This Portobello 53 challenges revolve around DNS tunnels - primarily identifying and decoding them. For the most part, they are pretty easy to spot. DNS requires that readable characters are used, meaning arbitrary data (i.e., high entropy URLs) stand out like a sore thumb. The only subset of DNS tunnels that can be tricky to spot are those that rely on very low bandwidth communication, such as sending a character at a time over a long period of time.
After downloading and opening the pcapng in Wireshark, I started off by following the UDP streams to see if anything stood out.
UDP streams 2, 4, 8, and 9 looked to be of interest. The Denial stream is UDP stream 8.
Upon examining the UDP stream, I could see that immediately before the string “$lag-dns-cannot-be-abused-pinky-swear.ctf” were single characters that were being sent in a DNS request from [IPV6]::beef to [IPV6]::100 and returned in a AAAA record.
Since the characters we’re looking to isolate are repeated in both the sender and receiver, let’s isolate the conversation to just one direction.
From here, we could do some commandlinefu to isolate what we want, or we could just throw it in a text editor like sublime and use find and replace to remove the extra junk. We can then search for some character followed by the string, and replace everything with just the character and a newline.
Now let’s isolate the last character of every line.

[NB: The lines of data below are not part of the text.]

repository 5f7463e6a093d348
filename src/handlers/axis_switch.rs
//! Gates one analog handler on a digital chord, e.g. `BTN_TL + ABS_RY`
//! scrolls only while the left bumper is held.

use std::collections::HashSet;

use tracing::debug;

use super::MappingHandler;
use crate::error::{RemapError, Result};
use crate::event::{Descriptor, EventActions, InputEvent, InputKey, Trigger};
use crate::injection::source::SourceDevice;
use crate::output::OutputHandle;

#[derive(Debug)]
pub struct AxisSwitchHandler {
    trigger: Trigger,
    axis: InputKey,
    chord: Vec<Descriptor>,
    held: HashSet<Descriptor>,
    engaged: bool,
    last_axis: Option<InputEvent>,
    child: Option<Box<dyn MappingHandler>>,
}

impl AxisSwitchHandler {
    /// # Errors
    ///
    /// Returns `HandlerInvariant` if the trigger has no analog axis or no
    /// digital part.
    pub fn new(trigger: Trigger) -> Result<Self> {
        let axis = trigger.analog_axis().ok_or_else(|| {
            RemapError::HandlerInvariant(format!("axis switch for {} without an analog axis", trigger))
        })?;
        let chord = trigger.digital_part();
        if chord.is_empty() {
            return Err(RemapError::HandlerInvariant(format!(
                "axis switch for {} without keys to hold",
                trigger
            )));
        }

        Ok(Self {
            trigger,
            axis,
            chord,
            held: HashSet::new(),
            engaged: false,
            last_axis: None,
            child: None,
        })
    }

    #[must_use]
    pub fn is_engaged(&self) -> bool {
        self.engaged
    }

    fn recenter_event(&self) -> InputEvent {
        self.last_axis
            .as_ref()
            .map_or_else(
                || InputEvent::new(self.axis.ev_type, self.axis.code, 0),
                |last| last.with_value(0),
            )
            .with_actions(EventActions::RECENTER)
    }
}

impl MappingHandler for AxisSwitchHandler {
    fn notify(
        &mut self,
        event: &InputEvent,
        source: &dyn SourceDevice,
        output: &OutputHandle,
        suppress: bool,
    ) -> bool {
        let Some(child) = self.child.as_mut() else {
            return false;
        };

        if event.input_key() == self.axis {
            self.last_axis = Some(event.clone());
            return self.engaged && child.notify(event, source, output, suppress);
        }

        let key = event.input_key();
        if !self.chord.iter().any(|d| d.input_key() == key) {
            return false;
        }
        self.held.retain(|d| d.input_key() != key);
        let current = event.descriptor();
        if self.chord.contains(&current) {
            self.held.insert(current);
        }

        let engaged = self.chord.iter().all(|d| self.held.contains(d));
        if engaged && !self.engaged {
            debug!("Axis switch {} engaged", self.trigger);
            self.engaged = true;
            if let Some(last) = self.last_axis.clone() {
                child.notify(&last, source, output, suppress);
            }
        } else if !engaged && self.engaged {
            debug!("Axis switch {} released", self.trigger);
            self.engaged = false;
            let recenter = self.recenter_event();
            if let Some(child) = self.child.as_mut() {
                child.notify(&recenter, source, output, suppress);
            }
        }

        // the chord keys themselves keep flowing
        false
    }

    fn reset(&mut self) {
        self.held.clear();
        self.engaged = false;
        self.last_axis = None;
        if let Some(child) = self.child.as_mut() {
            child.reset();
        }
    }

    fn trigger(&self) -> Option<&Trigger> {
        Some(&self.trigger)
    }

    fn needs_wrapping(&self) -> bool {
        false
    }

    fn set_sub_handler(&mut self, handler: Box<dyn MappingHandler>) -> Result<()> {
        if self.child.is_some() {
            return Err(RemapError::HandlerInvariant(format!(
                "axis switch for {} already has a sub handler",
                self.trigger
            )));
        }
        self.child = Some(handler);
        Ok(())
    }
}
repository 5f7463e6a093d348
//! Key output: press and release a fixed key while the trigger is held.

use std::collections::HashMap;
use std::sync::Arc;

use tracing::{debug, error};

use super::{MappingHandler, WrapperKind};
use crate::config::Mapping;
use crate::error::{RemapError, Result};
use crate::event::{InputEvent, Trigger};
use crate::injection::source::SourceDevice;
use crate::output::{OutputEvent, OutputHandle};

/// Emits one key on the mapping's target device.
#[derive(Debug)]
pub struct KeyHandler {
    mapping: Arc<Mapping>,
    trigger: Trigger,
    key: u16,
    /// Set while the output key is down, so it can be released on reset.
    held: Option<OutputHandle>,
}

impl KeyHandler {
    /// # Errors
    ///
    /// Returns `InvalidMapping` if the trigger ends on a whole analog axis,
    /// which has no pressed state.
    pub fn new(mapping: Arc<Mapping>, trigger: Trigger, key: u16) -> Result<Self> {
        if trigger.terminal().is_analog_axis() {
            return Err(RemapError::InvalidMapping(format!(
                "key output needs a direction on {}, e.g. {}+",
                trigger.terminal(),
                trigger.terminal()
            )));
        }
        Ok(Self {
            mapping,
            trigger,
            key,
            held: None,
        })
    }

    #[must_use]
    pub fn is_active(&self) -> bool {
        self.held.is_some()
    }

    fn write(&self, output: &OutputHandle, value: i32) {
        if let Err(e) = output.write(&self.mapping.target, OutputEvent::key(self.key, value)) {
            error!("Failed to write key for {}: {}", self.trigger, e);
        }
    }
}

impl MappingHandler for KeyHandler {
    fn notify(
        &mut self,
        event: &InputEvent,
        _source: &dyn SourceDevice,
        output: &OutputHandle,
        suppress: bool,
    ) -> bool {
        let terminal = self.trigger.terminal();
        if event.input_key() != terminal.input_key() {
            return false;
        }

        if event.descriptor() == terminal {
            if suppress {
                return false;
            }
            if self.held.is_none() {
                debug!("{} pressed", self.trigger);
                self.write(output, 1);
                self.held = Some(output.clone());
            } else if event.is_key_repeat() {
                self.write(output, 2);
            }
            return true;
        }

        // release, or an axis moving to the other side
        match self.held.take() {
            Some(_) => {
                debug!("{} released", self.trigger);
                self.write(output, 0);
                true
            }
            None => false,
        }
    }

    fn reset(&mut self) {
        if let Some(output) = self.held.take() {
            self.write(&output, 0);
        }
    }

    fn trigger(&self) -> Option<&Trigger> {
        Some(&self.trigger)
    }

    fn wrap_with(&self) -> HashMap<Trigger, WrapperKind> {
        if self.needs_wrapping() {
            HashMap::from([(self.trigger.clone(), WrapperKind::Combination)])
        } else {
            HashMap::new()
        }
    }
}

impl Drop for KeyHandler {
    fn drop(&mut self) {
        self.reset();
    }
}
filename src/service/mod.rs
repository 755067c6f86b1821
pub mod review_service;

pub use review_service::ReviewService;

When trying to read the string, I can see that literal “ “ and “-“ have been replaced with “space” and “dash”. A quick find and replace results in the following:
There’s obviously some extra text that this didn’t properly decode, but nonetheless, we have our first flag for 1 point: flag-dns-as-covert-communication-channel.
There was some additional data that was preventing our simple approach from properly decoding all the text. Let’s examine UDP stream 8 again and see if anything stands out… it becomes obvious when sorting the data by the length of the packet.
There are many response packets of length 150 that are AAAA records with no error flags set, whereas the data from the previous flag were taken from query or response packets of length 122, but the response packets had the No such name flags set.
Upon closer inspection, you can easily see the word “flag” present in the data. Let’s try to isolate it. I’ll add an additional Wireshark filter on the packet length, and use a similar approach as the last challenge.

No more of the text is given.